**ABOUT THIS EXERCISE**. From the entries provided below, copy each line that contains the word "Debug".

**ENTRIES PROVIDED**.
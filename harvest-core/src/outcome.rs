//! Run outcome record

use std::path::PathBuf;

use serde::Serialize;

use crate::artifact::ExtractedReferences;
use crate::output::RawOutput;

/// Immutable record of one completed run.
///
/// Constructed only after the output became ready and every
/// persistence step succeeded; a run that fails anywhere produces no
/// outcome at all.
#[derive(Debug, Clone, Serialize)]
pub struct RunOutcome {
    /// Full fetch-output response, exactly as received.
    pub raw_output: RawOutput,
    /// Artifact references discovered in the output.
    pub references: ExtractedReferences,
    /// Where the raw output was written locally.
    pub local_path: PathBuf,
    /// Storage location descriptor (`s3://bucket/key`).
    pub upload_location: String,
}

...

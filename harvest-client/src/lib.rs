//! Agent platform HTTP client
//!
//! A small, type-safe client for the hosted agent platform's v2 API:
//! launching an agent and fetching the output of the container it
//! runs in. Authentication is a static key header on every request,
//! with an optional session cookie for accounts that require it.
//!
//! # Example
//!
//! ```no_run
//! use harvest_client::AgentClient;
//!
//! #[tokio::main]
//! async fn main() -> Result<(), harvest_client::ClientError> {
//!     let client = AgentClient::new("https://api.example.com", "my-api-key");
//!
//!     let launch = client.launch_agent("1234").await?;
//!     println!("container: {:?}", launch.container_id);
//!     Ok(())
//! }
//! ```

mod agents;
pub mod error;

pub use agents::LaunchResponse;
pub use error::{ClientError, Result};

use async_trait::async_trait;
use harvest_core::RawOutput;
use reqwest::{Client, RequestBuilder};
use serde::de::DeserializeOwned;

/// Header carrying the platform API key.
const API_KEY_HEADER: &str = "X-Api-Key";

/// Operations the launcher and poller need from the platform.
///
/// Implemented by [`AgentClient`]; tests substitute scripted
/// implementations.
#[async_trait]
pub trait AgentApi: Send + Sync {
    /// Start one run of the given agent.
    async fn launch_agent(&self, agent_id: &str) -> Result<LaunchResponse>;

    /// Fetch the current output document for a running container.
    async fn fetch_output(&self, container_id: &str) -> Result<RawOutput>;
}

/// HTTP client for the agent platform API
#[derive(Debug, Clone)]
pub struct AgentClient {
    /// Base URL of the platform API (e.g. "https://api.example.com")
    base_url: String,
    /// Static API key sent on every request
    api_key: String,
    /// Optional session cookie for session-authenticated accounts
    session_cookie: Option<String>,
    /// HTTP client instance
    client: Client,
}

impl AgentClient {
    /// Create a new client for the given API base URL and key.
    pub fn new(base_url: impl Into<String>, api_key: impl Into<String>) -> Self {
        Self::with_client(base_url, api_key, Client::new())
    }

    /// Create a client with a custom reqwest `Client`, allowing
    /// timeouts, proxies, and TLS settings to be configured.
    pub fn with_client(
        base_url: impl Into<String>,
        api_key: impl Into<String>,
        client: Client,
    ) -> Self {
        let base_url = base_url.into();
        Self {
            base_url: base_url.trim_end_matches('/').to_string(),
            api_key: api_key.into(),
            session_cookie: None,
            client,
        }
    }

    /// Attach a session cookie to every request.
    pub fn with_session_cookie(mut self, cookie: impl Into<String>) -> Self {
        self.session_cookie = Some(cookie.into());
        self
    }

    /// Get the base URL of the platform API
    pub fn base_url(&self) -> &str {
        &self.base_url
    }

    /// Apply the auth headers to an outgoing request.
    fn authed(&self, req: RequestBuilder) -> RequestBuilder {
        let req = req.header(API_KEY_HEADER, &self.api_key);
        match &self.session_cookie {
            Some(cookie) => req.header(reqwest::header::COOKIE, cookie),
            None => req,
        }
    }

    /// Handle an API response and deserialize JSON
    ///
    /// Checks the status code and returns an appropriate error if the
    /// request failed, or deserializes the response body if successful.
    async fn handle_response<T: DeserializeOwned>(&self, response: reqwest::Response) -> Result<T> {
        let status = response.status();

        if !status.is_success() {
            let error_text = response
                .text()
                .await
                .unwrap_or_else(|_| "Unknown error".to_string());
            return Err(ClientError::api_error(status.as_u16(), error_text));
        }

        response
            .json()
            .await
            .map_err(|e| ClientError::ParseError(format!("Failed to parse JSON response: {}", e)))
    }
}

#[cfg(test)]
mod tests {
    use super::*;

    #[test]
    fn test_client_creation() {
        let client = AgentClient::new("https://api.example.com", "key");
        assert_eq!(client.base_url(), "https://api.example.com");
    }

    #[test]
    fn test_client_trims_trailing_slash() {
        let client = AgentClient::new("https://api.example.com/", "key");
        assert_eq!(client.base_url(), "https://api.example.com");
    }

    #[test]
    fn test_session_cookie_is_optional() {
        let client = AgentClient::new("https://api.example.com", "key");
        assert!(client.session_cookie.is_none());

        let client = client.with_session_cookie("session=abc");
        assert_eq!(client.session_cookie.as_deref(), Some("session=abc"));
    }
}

**SOLUTION TO THIS TASK**.
#[derive(Debug, Clone, Serialize)]
#[derive(Debug, Clone)]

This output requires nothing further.